The researchers then paired their aptamers with the leukemia-fighting drug daunorubicin. The drug-laden aptamers carry the drug to their target, then release the drug once inside the cell so the drug can act.
“This is especially important for drugs like daunorubicin, because the drug on its own cannot cross the cell membrane easily. But aptamers can carry it in,” Dwivedy said.
The researchers tested the drug-delivering aptamers in leukemia cell cultures as well as in live mice with leukemia.
After 72 hours, the aptamer alone had reduced the cancer cells in culture by 40 percent, demonstrating the aptamer’s toxicity to the cancer, the researchers report. When the aptamers carried the leukemia-fighting drug, the cells were wiped out with a dose 500 times smaller than the standard dosage of the drug. In mice with leukemia, delivering the drug via aptamer yielded the same efficacy at a dose 10 times smaller than the clinical standard, showing that the one-two punch of the aptamer and drug is more effective than either alone.

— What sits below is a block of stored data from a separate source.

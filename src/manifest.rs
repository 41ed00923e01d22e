//! Declarative layer stacks.
//!
//! A manifest lists devices and layers in TOML. Layers are applied in file
//! order, so the last layer listed ends up with the highest priority.
//!
//! ```toml
//! [[device]]
//! name = "sd"
//! root = "sdcard"
//!
//! [[layer]]
//! name = "mods"
//! kind = "content-merge"
//! replacement = "sd:/mods"
//!
//! [[layer]]
//! name = "patched-boot"
//! kind = "replace-file"
//! target = "/vol/content/boot.bin"
//! replacement = "sd:/patches/boot.bin"
//! active = false
//! ```

use std::path::{Path, PathBuf};
use std::str::FromStr;

use serde::{Deserialize, Serialize};
use thiserror::Error;
use tracing::{debug, info};

use crate::client::{ContentRedirection, RedirectionError};
use crate::interface::{DeviceDescriptor, ModuleLoader};
use crate::layer::{FsLayerType, FsLayerTypeEx};
use crate::types::LayerHandle;

#[derive(Error, Debug)]
pub enum ManifestError {
    #[error("Failed to read manifest {path}: {source}")]
    Read {
        path: PathBuf,
        #[source]
        source: std::io::Error,
    },

    #[error("Invalid manifest: {0}")]
    Parse(#[from] toml::de::Error),

    #[error("Layer {0} has a generalized kind and needs a target")]
    MissingTarget(String),

    #[error("Layer {0} has a legacy kind, which takes no target")]
    UnexpectedTarget(String),

    #[error("Device {name} was rejected by the service ({result})")]
    DeviceRejected { name: String, result: i32 },

    /// `applied` holds the layers added before the failure. They stay in
    /// the service.
    #[error("Failed to apply {item}: {source}")]
    Redirection {
        item: String,
        applied: AppliedManifest,
        #[source]
        source: RedirectionError,
    },
}

pub type ManifestResult<T> = Result<T, ManifestError>;

/// Either numbering of layer kinds, by name.
#[derive(Debug, Clone, Copy, PartialEq, Eq, Serialize, Deserialize)]
#[serde(untagged)]
pub enum ManifestLayerKind {
    Legacy(FsLayerType),
    Ex(FsLayerTypeEx),
}

#[derive(Debug, Clone, PartialEq, Eq, Serialize, Deserialize)]
pub struct ManifestDevice {
    pub name: String,
    pub root: PathBuf,
}

#[derive(Debug, Clone, PartialEq, Eq, Serialize, Deserialize)]
pub struct ManifestLayer {
    pub name: String,
    pub kind: ManifestLayerKind,
    #[serde(default)]
    pub target: Option<String>,
    pub replacement: String,
    #[serde(default = "default_active")]
    pub active: bool,
}

fn default_active() -> bool {
    true
}

#[derive(Debug, Clone, Default, PartialEq, Eq, Serialize, Deserialize)]
pub struct StackManifest {
    #[serde(default, rename = "device")]
    pub devices: Vec<ManifestDevice>,
    #[serde(default, rename = "layer")]
    pub layers: Vec<ManifestLayer>,
}

/// Handles of the layers a manifest created, in manifest order.
#[derive(Debug, Clone, Default, PartialEq, Eq)]
pub struct AppliedManifest {
    pub layers: Vec<(String, LayerHandle)>,
}

impl FromStr for StackManifest {
    type Err = ManifestError;

    fn from_str(s: &str) -> ManifestResult<Self> {
        let manifest: StackManifest = toml::from_str(s)?;
        manifest.validate()?;
        Ok(manifest)
    }
}

impl StackManifest {
    /// Read a manifest file. Relative device roots are taken relative to the
    /// file's directory.
    pub fn load(path: &Path) -> ManifestResult<Self> {
        let text = std::fs::read_to_string(path)
            .map_err(|source| ManifestError::Read { path: path.to_path_buf(), source })?;
        let mut manifest: StackManifest = text.parse()?;

        let base = path.parent().unwrap_or_else(|| Path::new("."));
        for device in &mut manifest.devices {
            if device.root.is_relative() {
                device.root = base.join(&device.root);
            }
        }
        Ok(manifest)
    }

    fn validate(&self) -> ManifestResult<()> {
        for layer in &self.layers {
            match (layer.kind, &layer.target) {
                (ManifestLayerKind::Ex(_), None) => {
                    return Err(ManifestError::MissingTarget(layer.name.clone()));
                }
                (ManifestLayerKind::Legacy(_), Some(_)) => {
                    return Err(ManifestError::UnexpectedTarget(layer.name.clone()));
                }
                _ => {}
            }
        }
        Ok(())
    }

    /// Register the devices, then add the layers in order through `client`.
    ///
    /// Application stops at the first failure and does not roll back: the
    /// devices registered and the layers added so far remain in the service.
    /// A layer failure reports those layers in [`ManifestError::Redirection`].
    pub fn apply<L: ModuleLoader>(
        &self,
        client: &ContentRedirection<L>,
    ) -> ManifestResult<AppliedManifest> {
        for device in &self.devices {
            let descriptor = DeviceDescriptor::new(device.name.as_str(), device.root.as_path());
            let result =
                client.add_device(&descriptor).map_err(|source| ManifestError::Redirection {
                    item: format!("device {}", device.name),
                    applied: AppliedManifest::default(),
                    source,
                })?;
            if result < 0 {
                return Err(ManifestError::DeviceRejected { name: device.name.clone(), result });
            }
            debug!(device = %device.name, slot = result, "Registered device");
        }

        let mut applied = AppliedManifest::default();
        for layer in &self.layers {
            let handle = match (layer.kind, layer.target.as_deref()) {
                (ManifestLayerKind::Legacy(kind), _) => {
                    client.add_fs_layer(&layer.name, &layer.replacement, kind)
                }
                (ManifestLayerKind::Ex(kind), Some(target)) => {
                    client.add_fs_layer_ex(&layer.name, target, &layer.replacement, kind)
                }
                (ManifestLayerKind::Ex(_), None) => {
                    return Err(ManifestError::MissingTarget(layer.name.clone()));
                }
            }
            .map_err(|source| layer_failed(layer, &applied, source))?;

            applied.layers.push((layer.name.clone(), handle));
            if !layer.active {
                client
                    .set_active(handle, false)
                    .map_err(|source| layer_failed(layer, &applied, source))?;
            }
        }

        info!(
            devices = self.devices.len(),
            layers = applied.layers.len(),
            "Applied manifest"
        );
        Ok(applied)
    }
}

fn layer_failed(
    layer: &ManifestLayer,
    applied: &AppliedManifest,
    source: RedirectionError,
) -> ManifestError {
    ManifestError::Redirection {
        item: format!("layer {}", layer.name),
        applied: applied.clone(),
        source,
    }
}

#[cfg(test)]
mod tests {
    use super::*;

    #[test]
    fn test_parse_both_kind_families() {
        let manifest: StackManifest = r#"
            [[device]]
            name = "sd"
            root = "/mnt/sd"

            [[layer]]
            name = "mods"
            kind = "content-merge"
            replacement = "sd:/mods"

            [[layer]]
            name = "boot"
            kind = "replace-file"
            target = "/vol/content/boot.bin"
            replacement = "sd:/boot.bin"
            active = false
        "#
        .parse()
        .unwrap();

        assert_eq!(manifest.devices.len(), 1);
        assert_eq!(manifest.layers[0].kind, ManifestLayerKind::Legacy(FsLayerType::ContentMerge));
        assert!(manifest.layers[0].active);
        assert_eq!(manifest.layers[1].kind, ManifestLayerKind::Ex(FsLayerTypeEx::ReplaceFile));
        assert!(!manifest.layers[1].active);
    }

    #[test]
    fn test_unknown_kind_is_parse_error() {
        let err = r#"
            [[layer]]
            name = "x"
            kind = "content-overlay"
            replacement = "sd:/x"
        "#
        .parse::<StackManifest>()
        .unwrap_err();
        assert!(matches!(err, ManifestError::Parse(_)));
    }

    #[test]
    fn test_target_rules() {
        let err = "[[layer]]\nname = \"x\"\nkind = \"merge-directory\"\nreplacement = \"sd:/x\"\n"
            .parse::<StackManifest>()
            .unwrap_err();
        assert!(matches!(err, ManifestError::MissingTarget(name) if name == "x"));

        let err = "[[layer]]\nname = \"y\"\nkind = \"save-replace\"\ntarget = \"/vol/save\"\nreplacement = \"sd:/y\"\n"
            .parse::<StackManifest>()
            .unwrap_err();
        assert!(matches!(err, ManifestError::UnexpectedTarget(name) if name == "y"));
    }

    #[test]
    fn test_load_resolves_relative_roots() {
        let dir = tempfile::tempdir().unwrap();
        let path = dir.path().join("stack.toml");
        std::fs::write(
            &path,
            "[[device]]\nname = \"sd\"\nroot = \"sdcard\"\n\n[[device]]\nname = \"usb\"\nroot = \"/abs\"\n",
        )
        .unwrap();

        let manifest = StackManifest::load(&path).unwrap();
        assert_eq!(manifest.devices[0].root, dir.path().join("sdcard"));
        assert_eq!(manifest.devices[1].root, PathBuf::from("/abs"));
    }

    #[test]
    fn test_load_missing_file() {
        let err = StackManifest::load(Path::new("/nonexistent/stack.toml")).unwrap_err();
        assert!(matches!(err, ManifestError::Read { .. }));
    }
}
use crate::fs::error::{PathError, PathResult};

const MAX_PATH_LENGTH: usize = 4096;
const MAX_FILENAME_LENGTH: usize = 255;

pub fn normalize_path(path: &str) -> PathResult<String> {
    if path.is_empty() {
        return Err(PathError::InvalidPath("Empty path".to_string()));
    }

    if path.contains('\0') {
        return Err(PathError::InvalidPath("Path contains NULL character".to_string()));
    }

    if path.len() > MAX_PATH_LENGTH {
        return Err(PathError::PathTooLong(path.len()));
    }

    if !path.starts_with('/') {
        return Err(PathError::InvalidPath("Path must start with /".to_string()));
    }

    let parts: Vec<&str> = path.split('/').filter(|s| !s.is_empty() && *s != ".").collect();

    for part in &parts {
        if *part == ".." {
            return Err(PathError::InvalidPath(format!("Parent traversal in '{}'", path)));
        }
        if part.len() > MAX_FILENAME_LENGTH {
            return Err(PathError::FilenameTooLong(part.len()));
        }
    }

    Ok(format!("/{}", parts.join("/")))
}

pub fn split_path(path: &str) -> PathResult<(String, String)> {
    let normalized = normalize_path(path)?;

    if normalized == "/" {
        return Err(PathError::InvalidPath("Cannot split root path".to_string()));
    }

    match normalized.rfind('/') {
        Some(0) => Ok(("/".to_string(), normalized[1..].to_string())),
        Some(pos) => Ok((normalized[..pos].to_string(), normalized[pos + 1..].to_string())),
        None => Err(PathError::InvalidPath("Empty path after split".to_string())),
    }
}

/// Path of `path` below `root`, on whole components.
///
/// Both arguments must already be normalized. Returns `Some("")` when they are
/// equal and `None` when `path` lies outside `root`.
pub fn relative_to<'a>(path: &'a str, root: &str) -> Option<&'a str> {
    if root == "/" {
        return Some(path.trim_start_matches('/'));
    }
    let rest = path.strip_prefix(root)?;
    if rest.is_empty() {
        Some("")
    } else {
        rest.strip_prefix('/')
    }
}

/// Split a replacement path of the form `device:/some/dir`.
///
/// The device part is returned verbatim and the path part normalized.
pub fn parse_device_path(path: &str) -> PathResult<(String, String)> {
    let (device, rest) =
        path.split_once(':').ok_or_else(|| PathError::NotDevicePath(path.to_string()))?;

    if device.is_empty() || device.contains('/') {
        return Err(PathError::NotDevicePath(path.to_string()));
    }

    let rest = if rest.is_empty() { "/" } else { rest };
    Ok((device.to_string(), normalize_path(rest)?))
}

“This was exciting to us, because in cancer research, what we see in vitro is not always what we see in the body. Yet we saw excellent survivability and tumor reduction in the mice treated with our aptamer-drug conjugates, at one-tenth of the therapeutic dose, and no off-target effects,” Wang said.
The researchers said they hope to expand their suite of drug-delivering aptamers by identifying key marker combinations for other cancers, as well as coupling the aptamers with other drugs.
“Every cancer cell has a signature in its surface biomarkers. If we can find markers that are present uniquely in cancer cells, we can target other cancer types as well. Also, in my experience, it’s much easier to pair a drug with the DNA molecules than proteins, so that opens possibilities for delivering more drugs this way,” Dwivedy said.
The National Institutes of Health and the National Science Foundation supported this work. Wang is affiliated with the Cancer Center at Illinois and the Holonyak Micro and Nanotechnology Lab at the U. of I.
The paper “Engineering novel DNA nanoarchitectures for targeted drug delivery and aptamer mediated apoptosis in cancer therapeutics” is available online. DOI: 10.1002/adfm.202425394
This work was supported by NSF grant 2127436 and NIH grant R21EB031310.
A provisional patent has been filed based on part of the reported study.